Growing out the seed populations is possible but will take time, organization, and funding. In the meantime, consumers and businesses are left waiting. Take King Arthur Flour, the beloved Vermont-based flour company with significant nationwide distribution. King Arthur’s bakery director, Jeffrey Hamelman, said the company is 100 percent behind using local wheat, and last year the company started baking a “Vermont Grains” loaf at its on-site bakery. For now, however, the flour sold under its label still hails, by necessity, from the Midwest.
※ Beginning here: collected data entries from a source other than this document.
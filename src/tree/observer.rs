//! Conflict reporting for duplicate registrations.
//!
//! A rejected write is not an error for the caller; it is handed to a
//! [`ConflictObserver`] so registration bugs stay visible without aborting.

use std::fmt;

use crate::observability::metrics;

/// Receives every write rejected because the target node already holds a value.
pub trait ConflictObserver<K, V>: Send + Sync {
    /// `key` is the full token path of the rejected write.
    fn on_conflict(&self, key: &[K], existing: &V, rejected: &V);
}

/// Logs conflicts at `error` level and counts them.
#[derive(Debug, Default, Clone, Copy)]
pub struct TracingObserver;

impl<K, V> ConflictObserver<K, V> for TracingObserver
where
    K: fmt::Debug,
    V: fmt::Debug,
{
    fn on_conflict(&self, key: &[K], existing: &V, rejected: &V) {
        tracing::error!(
            key = ?key,
            existing = ?existing,
            rejected = ?rejected,
            "Request to overwrite existing value rejected"
        );
        metrics::record_conflict();
    }
}

impl<K, V, F> ConflictObserver<K, V> for F
where
    F: Fn(&[K], &V, &V) + Send + Sync,
{
    fn on_conflict(&self, key: &[K], existing: &V, rejected: &V) {
        self(key, existing, rejected)
    }
}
Grain was a latecomer to the “eat local” movement but has proven a compelling addition. Whether or not it moves into the mainstream relies on how well the key players can work together. This January, the Northeast Organic Wheat Project and the Greenmarket co-hosted a “local grains tasting” in New York City. Farmers and millers from across the Northeast met with some of the city’s best chefs, bakers, and distillers to sample heritage wheats and discuss their common goals and challenges.

According to Dyck, these continued dialogues are critical to realizing the vision of a vibrant Northeastern grain economy. “People are good at figuring out how to get from A to B, but without more conversations, it will remain a very niche thing,” she said. “Still, do I think we can produce a substantial amount of grain in the Northeast with the right support? Absolutely.”